5.2.1.2.ExternalSorter#spill-缓存数据溢写到磁盘

步骤：

对集合中的数据根据排序比较器进行排序，获取排序后数据迭代器
排序后的数据溢写到磁盘，返回溢写文件；
- 通过diskBlockManager创建一个临时文件
- 通过blockManager创建临时文件写入器；
- 遍历排序后的数据，将数据逐条添加到临时文件写入器，记录添加的数据量；
- 每隔10000条，通过flush将写入器数据批量落地到临时文件；
- 遍历结束后，将剩下的不足10000条的数据批量落地到临时文件；
- 返回临时文件；
溢写文件添加到临时溢写文件文件集合；

特别说明：

集合中数据落地磁盘文件是一批一批的落地的，批处理数据量由spark.shuffle.spill.batchSize参数设置，默认10000；

private[spark] class ExternalSorter[K, V, C](
    context: TaskContext,
    aggregator: Option[Aggregator[K, V, C]] = None,
    partitioner: Option[Partitioner] = None,
    ordering: Option[Ordering[K]] = None,
    serializer: Serializer = SparkEnv.get.serializer)
  extends Spillable[WritablePartitionedPairCollection[K, C]](context.taskMemoryManager())
  with Logging {
      
  private val spills = new ArrayBuffer[SpilledFile]
      
  private val serInstance = serializer.newInstance()

  //文件缓存大小，默认32K
  private val fileBufferSize = conf.getSizeAsKb("spark.shuffle.file.buffer", "32k").toInt * 1024
  
  //批处理记录数量，默认10000
  private val serializerBatchSize = conf.getLong("spark.shuffle.spill.batchSize", 10000)
     
  //记录每个分区的数据量
  val elementsPerPartition = new Array[Long](numPartitions)  
  
      
  //集合数据溢写到磁盘
  override protected[this] def spill(collection: WritablePartitionedPairCollection[K, C]): Unit = {
     
    //对集合中的数据根据排序比较器进行排序，获取排序后数据迭代器
    //有排序比较器，对分区内数据根据key升序排序
    //没有排序比较器，根据分区进行升序排序
    val inMemoryIterator = collection.destructiveSortedWritablePartitionedIterator(comparator)
    
    //数据溢写到磁盘
    val spillFile = spillMemoryIteratorToDisk(inMemoryIterator)
      
    //添加到临时文件集合
    spills += spillFile
  }  
      
  //排序比较器：分区内对key进行升序排列    
  private val keyComparator: Comparator[K] = ordering.getOrElse(new Comparator[K] {
    override def compare(a: K, b: K): Int = {
      val h1 = if (a == null) 0 else a.hashCode()
      val h2 = if (b == null) 0 else b.hashCode()
      if (h1 < h2) -1 else if (h1 == h2) 0 else 1
    }
  })
  
  //获取排序比较器
  private def comparator: Option[Comparator[K]] = {
    if (ordering.isDefined || aggregator.isDefined) {
      Some(keyComparator)
    } else {
      None
    }
  }
  
  //数据溢写到磁盘
  private[this] def spillMemoryIteratorToDisk(inMemoryIterator: WritablePartitionedIterator)
      : SpilledFile = {
    // 因为溢写文件在shuffle过程中会被读取，因此它们的压缩不由spill相关参数控制
    // 创建一个临时块
    val (blockId, file) = diskBlockManager.createTempShuffleBlock()

    //记录每次溢写的数据量
    var objectsWritten: Long = 0
    val spillMetrics: ShuffleWriteMetrics = new ShuffleWriteMetrics
    
    //获取临时文件块磁盘写入器
    val writer: DiskBlockObjectWriter =
      blockManager.getDiskWriter(blockId, file, serInstance, fileBufferSize, spillMetrics)
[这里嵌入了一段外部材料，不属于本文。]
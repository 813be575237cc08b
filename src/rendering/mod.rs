//! Raster pipeline: asset decoding and composite flattening
//!
//! The pipeline is two stages. `decode` resolves and decodes every asset a
//! render needs (concurrently, all joined before drawing starts), `compose`
//! is a pure function from decoded inputs to one flattened PNG. Keeping the
//! stages separate is what makes cancellation trivial: a superseded render
//! holds no shared state, so discarding its result is all there is to it.

pub mod compose;
pub mod decode;

use crate::assets::AssetRegistry;
use crate::canvas::placement::{LayerId, PlacedLayer};
use crate::error::{Error, Result};

/// The finished flattened image: lossless PNG bytes, the exact resolution
/// they were rendered at, and every warning the render accumulated.
#[derive(Debug, Clone)]
pub struct Composite {
    pub width: u32,
    pub height: u32,
    pub png_data: Vec<u8>,
    pub warnings: Vec<RenderWarning>,
}

/// Non-fatal events observed during a render. Warnings never abort a
/// best-effort composite; they exist so callers and tests can see exactly
/// which layers were skipped and why.
#[derive(Debug, Clone, PartialEq)]
pub enum RenderWarning {
    /// A layer's asset id no longer resolves; the layer was omitted.
    DanglingReference { layer: LayerId, asset_id: String },
    /// An overlay asset failed to decode; the referencing layers were
    /// omitted (fatal instead when strict mode is on).
    OverlayDecode { asset_id: String, reason: String },
}

/// Resolve, decode, and flatten in one call.
///
/// This is the whole §"generate" path up to the sink: look the base and
/// every referenced overlay up in `registry`, decode them concurrently,
/// then paint. Base failures abort with [`Error::ImageLoad`]; overlay
/// failures are warnings unless `strict` is set.
pub fn render_with_registry(
    registry: &dyn AssetRegistry,
    base_id: &str,
    layers: &[PlacedLayer],
    target_w: u32,
    target_h: u32,
    strict: bool,
) -> Result<Composite> {
    if target_w == 0 || target_h == 0 {
        return Err(Error::InvalidContainer {
            width: target_w,
            height: target_h,
        });
    }
    let inputs = decode::load_render_inputs(registry, base_id, layers, strict)?;
    let mut composite = compose::render(&inputs.base, layers, &inputs.overlays, target_w, target_h)?;
    // Decode-stage warnings come first; paint-stage warnings follow
    let mut warnings = inputs.warnings;
    warnings.append(&mut composite.warnings);
    composite.warnings = warnings;
    Ok(composite)
}
//! HTTP-backed generation sink
//!
//! Speaks a small JSON protocol with the remote generation service: the
//! composite goes out base64-encoded together with the prompt and the
//! requested aspect/size, one base64 image comes back. Transport errors,
//! non-success statuses, and malformed payloads all surface as
//! [`Error::Generation`]; the sink never retries.

use std::time::Duration;

use base64::Engine as Base64Engine;
use reqwest::blocking::Client;
use serde::{Deserialize, Serialize};

use crate::assets::AssetKind;
use crate::error::{Error, Result};
use crate::sink::{GeneratedImage, GenerationRequest, GenerationSink};
use crate::StudioConfig;

#[derive(Serialize)]
struct WireRequest<'a> {
    #[serde(skip_serializing_if = "Option::is_none")]
    image: Option<String>,
    prompt: String,
    aspect_ratio: &'a str,
    image_size: &'a str,
}

#[derive(Deserialize)]
struct WireResponse {
    #[serde(default)]
    image: Option<String>,
    #[serde(default)]
    error: Option<String>,
}

/// Generation sink backed by an HTTP endpoint.
pub struct HttpSink {
    client: Client,
    endpoint: url::Url,
}

impl HttpSink {
    pub fn new(config: &StudioConfig) -> Result<Self> {
        let raw = config
            .endpoint
            .as_deref()
            .ok_or_else(|| Error::Config("remote sink requires an endpoint".into()))?;
        let endpoint = url::Url::parse(raw)
            .map_err(|e| Error::Config(format!("invalid endpoint '{}': {}", raw, e)))?;

        let client = Client::builder()
            .timeout(Duration::from_millis(config.timeout_ms))
            .user_agent(config.user_agent.clone())
            .build()
            .map_err(|e| Error::Config(format!("Failed to build HTTP client: {}", e)))?;

        Ok(Self { client, endpoint })
    }

    fn post(&self, body: &WireRequest<'_>) -> Result<GeneratedImage> {
        let resp = self
            .client
            .post(self.endpoint.clone())
            .json(body)
            .send()
            .map_err(|e| Error::Generation(format!("request to {} failed: {}", self.endpoint, e)))?;

        let status = resp.status();
        let wire: WireResponse = resp
            .json()
            .map_err(|e| Error::Generation(format!("malformed response: {}", e)))?;

        if let Some(message) = wire.error {
            return Err(Error::Generation(message));
        }
        if !status.is_success() {
            return Err(Error::Generation(format!("endpoint returned {}", status)));
        }
        let image = wire
            .image
            .ok_or_else(|| Error::Generation("no image data found in response".into()))?;
        let png_data = base64::engine::general_purpose::STANDARD
            .decode(image.as_bytes())
            .map_err(|e| Error::Generation(format!("image payload is not base64: {}", e)))?;
        Ok(GeneratedImage { png_data })
    }
}

impl GenerationSink for HttpSink {
    fn generate(&self, request: &GenerationRequest) -> Result<GeneratedImage> {
        let instruction = if request.instruction.trim().is_empty() {
            "Apply realistic lighting and materials."
        } else {
            request.instruction.as_str()
        };
        let prompt = format!(
            "Input: a rough design composite of a product with logos placed on it. \
             Task: transform it into a photorealistic product mockup. {} \
             Keep every logo in the exact position, scale, and rotation shown. \
             Make the logos interact with the surface material (warping, texture, \
             lighting) and keep lighting and shadows consistent. \
             Output only the resulting image.",
            instruction
        );
        let body = WireRequest {
            image: Some(
                base64::engine::general_purpose::STANDARD.encode(&request.png_data),
            ),
            prompt,
            aspect_ratio: &request.aspect,
            image_size: &request.tier,
        };
        self.post(&body)
    }

    fn generate_asset(&self, prompt: &str, kind: AssetKind) -> Result<GeneratedImage> {
        let prompt = match kind {
            AssetKind::Logo => format!(
                "A high-quality, professional vector-style logo design of a {}. \
                 Isolated on a pure white background. Minimalist and clean, \
                 single distinct logo.",
                prompt
            ),
            AssetKind::Product => format!(
                "Professional studio product photography of a single {}. Front \
                 view, isolated on a neutral background. High resolution, \
                 photorealistic, single object only.",
                prompt
            ),
        };
        let body = WireRequest {
            image: None,
            prompt,
            aspect_ratio: "1:1",
            image_size: "1K",
        };
        self.post(&body)
    }
}
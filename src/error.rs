//! Error types for the compositing engine

use thiserror::Error;

/// Result type alias for engine operations
pub type Result<T> = std::result::Result<T, Error>;

/// Errors that can occur in the compositing engine
#[derive(Error, Debug)]
pub enum Error {
    /// The base asset (or, in strict mode, an overlay) failed to decode
    #[error("Image load failed: {0}")]
    ImageLoad(String),

    /// A raster operation was invoked with a zero or negative target dimension
    #[error("Invalid container dimensions: {width}x{height}")]
    InvalidContainer { width: u32, height: u32 },

    /// Failed to encode the finished composite
    #[error("Composite encoding failed: {0}")]
    Encode(String),

    /// The external generation collaborator reported a failure
    #[error("Generation failed: {0}")]
    Generation(String),

    /// Invalid configuration
    #[error("Invalid configuration: {0}")]
    Config(String),

    /// Generic error
    #[error("{0}")]
    Other(String),
}

#[cfg(feature = "remote")]
impl From<reqwest::Error> for Error {
    fn from(err: reqwest::Error) -> Self {
        Error::Generation(err.to_string())
    }
}
use criterion::{criterion_group, criterion_main, Criterion};

use mockstudio::{rendering, AssetKind, MemoryRegistry, PlacedLayer};

fn gradient_png(width: u32, height: u32) -> Vec<u8> {
    let img = image::RgbaImage::from_fn(width, height, |x, y| {
        image::Rgba([
            (x * 255 / width.max(1)) as u8,
            (y * 255 / height.max(1)) as u8,
            128,
            255,
        ])
    });
    let mut buf = std::io::Cursor::new(Vec::new());
    img.write_to(&mut buf, image::ImageFormat::Png).unwrap();
    buf.into_inner()
}

fn registry() -> MemoryRegistry {
    let registry = MemoryRegistry::new();
    registry
        .register_bytes("base", AssetKind::Product, gradient_png(640, 480))
        .expect("base");
    registry
        .register_bytes("logo", AssetKind::Logo, gradient_png(96, 96))
        .expect("logo");
    registry
}

fn layers(count: u64, rotation: f32) -> Vec<PlacedLayer> {
    (0..count)
        .map(|i| PlacedLayer {
            id: i,
            asset_id: "logo".to_string(),
            x: 20.0 + (i as f32) * 15.0,
            y: 35.0 + (i as f32) * 8.0,
            scale: 1.0 + (i as f32) * 0.1,
            rotation,
        })
        .collect()
}

fn bench_axis_aligned_composite(c: &mut Criterion) {
    let registry = registry();
    let layers = layers(4, 0.0);
    c.bench_function("compose_512_axis_aligned", |b| {
        b.iter(|| rendering::render_with_registry(&registry, "base", &layers, 512, 512, false).unwrap())
    });
}

fn bench_rotated_composite(c: &mut Criterion) {
    let registry = registry();
    let layers = layers(4, 37.0);
    c.bench_function("compose_512_rotated", |b| {
        b.iter(|| rendering::render_with_registry(&registry, "base", &layers, 512, 512, false).unwrap())
    });
}

fn bench_high_resolution_composite(c: &mut Criterion) {
    let registry = registry();
    let layers = layers(2, 0.0);
    c.bench_function("compose_2048", |b| {
        b.iter(|| {
            rendering::render_with_registry(&registry, "base", &layers, 2048, 2048, false).unwrap()
        })
    });
}

criterion_group!(
    benches,
    bench_axis_aligned_composite,
    bench_rotated_composite,
    bench_high_resolution_composite
);
criterion_main!(benches);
    // List of batch sizes (bytes) in the order they are written to disk
    val batchSizes = new ArrayBuffer[Long]

    // How many elements we have in each partition
    val elementsPerPartition = new Array[Long](numPartitions)

    //文件flush，返回记录的偏移量、长度、临时文件
    def flush(): Unit = {
      //将磁盘写出器序列化流中数据flush到临时文件中
      val segment = writer.commitAndGet()
      batchSizes += segment.length
      _diskBytesSpilled += segment.length
      objectsWritten = 0
    }

    var success = false
    try {
      //记录数据遍历
      while (inMemoryIterator.hasNext) {
        val partitionId = inMemoryIterator.nextPartition()
        require(partitionId >= 0 && partitionId < numPartitions,
          s"partition Id: ${partitionId} should be in the range [0, ${numPartitions})")
        
        //数据逐条添加到磁盘写出器序列化流中
        inMemoryIterator.writeNext(writer)
          
        //累加记录所附分区的数据量
        elementsPerPartition(partitionId) += 1
        
        //累加当次溢写的数据量
        objectsWritten += 1

        //每10000条数据落地到磁盘文件一次
        if (objectsWritten == serializerBatchSize) {
          flush()
        }
      }
      
      //遍历完毕，将剩余不足10000的数据的落地到磁盘
      if (objectsWritten > 0) {
        flush()
      } else {
        writer.revertPartialWritesAndClose()
      }
      success = true
    } finally {
      if (success) {
        writer.close()
      } else {
        // 
        writer.revertPartialWritesAndClose()
        if (file.exists()) {
          if (!file.delete()) {
            logWarning(s"Error deleting ${file}")
          }
        }
      }
    }

    //返回溢写文件
    SpilledFile(file, blockId, batchSizes.toArray, elementsPerPartition)
  }
}

5.2.2.ExternalSorter#writePartitionedFile-产生完整数据文件

功能：

将溢写的临时文件和缓存中的数据合并，产生一个完成的数据文件；

详情：

未发生过溢写
- 将缓存中的数据根据分区id和key进行排序；
- 将排序后的数据按照分区依次批量写入临时文件；（一个分区写一次）
发生过溢写
- 将磁盘中溢写文件的数据与内存中缓存的数据根据分区进行合流
- 将合流后的数据按照分区依次批量写入临时文件；（一个分区写一次）

private[spark] class ExternalSorter[K, V, C](
    context: TaskContext,
    aggregator: Option[Aggregator[K, V, C]] = None,
    partitioner: Option[Partitioner] = None,
    ordering: Option[Ordering[K]] = None,
    serializer: Serializer = SparkEnv.get.serializer)
  extends Spillable[WritablePartitionedPairCollection[K, C]](context.taskMemoryManager())
  with Logging {
      
  def writePartitionedFile(
      blockId: BlockId,
      outputFile: File): Array[Long] = {

    // Track location of each range in the output file
    val lengths = new Array[Long](numPartitions)
    
    //通过blockManager获取输出文件写入器
    val writer = blockManager.getDiskWriter(blockId, outputFile, serInstance, fileBufferSize,
      context.taskMetrics().shuffleWriteMetrics)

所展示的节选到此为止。